Story of your life is a short story set in an alternate contemporary world where aliens land on Earth.

Point of view is worth 80 IQ points

This is quote widely attributed to Alan Kay. I heard this sometime back and it resonates with me. How many times have I wondered about a problem long enough and hard enough and gave up in the end, only to find the solution when thinking about another thing diametrically opposite? As far as I know, there isn’t a framework general enough to systematize problem solving. [Arthur Koestler] (https://en.wikipedia.org/wiki/Arthur_Koestler) thought that the problem and its solution existed in orthogonal planes, and their intersection is the germination of creativity - a bisociation. Thomas Kuhn in his Structure of Scientific Revolutions points out that anomalies and red-herrings accelerated Human Understanding more than the systematic cause and effect linear thinking.

We know that the context affects our approach to problem solving. A singular point-of-view, a fine approach lets us see the solution plain and clear. Our reach and our grasp become the same. We arrive at a solution with tunnel-vision-like clarity and flow. It is the same relief we get when we solve a hard problem in Mechanics by a Lagrangian or Hamiltonian and not from the systematic application of Newtonian calculus. It is the same relief when we understand the code well enough and abandon cruft, Archimedes’ Eureka moment.

These thoughts strafed me as I read Ted Chiang’s excellent short story - The Story of My Life. In the story a linguist is summoned to decipher an Alien language signaled by an Alien Form which has landed on Earth. During the story we understand that their language is specifically evolved to understand time’s trajectory. Just as we have domain specific vocabulary to understand, interpret and act, the aliens developed the language which appears to be a domain Specific language for Time travel (or Time’s trajectory). A person who understood the language could predict the future.

An outstanding achievement of this story is pointing out that cause and effect reasoning might be one of the tools to understand causality or entropy or time’s arrow, but theoretically there might be other ways to interpret and may be predict future events. Variational principle in physics states that natural phenomenon attain an equilibrium which is a global minimum or a maximum along any state space. A ray of light bends when crossing surfaces - what we call refraction taking the path of least time. The surface tension on a water droplet causes it to be a sphere a structure minimum surface area for a given volume. My interpretation of the story is that the aliens have discovered a path function which minimizes entropy along the global state space of our existence and have developed a domain specific language to systematize it.

I am blown away again. Ted Chiang is a master story teller, a virtuoso. A bit of pondering and a thought hits me - What to we do in Machine learning or Predictive Analytics. Most Machine Learning Software fit the data to a pattern by minimizing an error function. This error function (or L2 Norm) is an anomaly in our pattern. The optimization software minimizes it over our pattern function. Several of these algorithms can predict events with high degree of accuracy. Coincidence? May be.
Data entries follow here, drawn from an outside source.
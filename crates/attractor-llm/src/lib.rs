//! Unified LLM client with multi-provider support (OpenAI, Anthropic, Gemini).
//!
//! Provides `ProviderAdapter` trait, `DynProvider` wrapper, middleware chain,
//! model catalog, and `LlmClient` for routing requests by provider.

#[cfg(feature = "providers")]
mod anthropic;
#[cfg(feature = "providers")]
mod client;
#[cfg(feature = "providers")]
mod gemini;
#[cfg(feature = "providers")]
mod openai;
#[cfg(feature = "providers")]
mod provider;
mod types;

#[cfg(feature = "providers")]
pub use anthropic::AnthropicAdapter;
#[cfg(feature = "providers")]
pub use client::*;
#[cfg(feature = "providers")]
pub use gemini::GeminiAdapter;
#[cfg(feature = "providers")]
pub use openai::OpenAiAdapter;
#[cfg(feature = "providers")]
pub use provider::*;
pub use types::*;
And then there’s the question of free will - classic Ted Chiang motif. With these systematized preordained life trajectories, are we responsible for our actions? If we were to discover and learn the future and preordained life trajectories, how will our society’s Law, Morality, Religion, Politics, Economics change? Are criminals responsible for their crimes? Is there anything morally deplorable? What about God? What should be mode of production? Are demand and supply predestined?

P.S. I saw the movie based on the short story and found it underwhelming. Arrival is a 2016 movie based on the short story. Arrival is only loosely based on the story. It goes astray and loses the plot about the Points of view and free will. To the movie’s credit, I found the visuals appealing and like the way they interpreted the Heptapod language. The Ensō like Heptapod symbols looked aesthetically pleasing. The written word is better.

I heart Ted Chiang.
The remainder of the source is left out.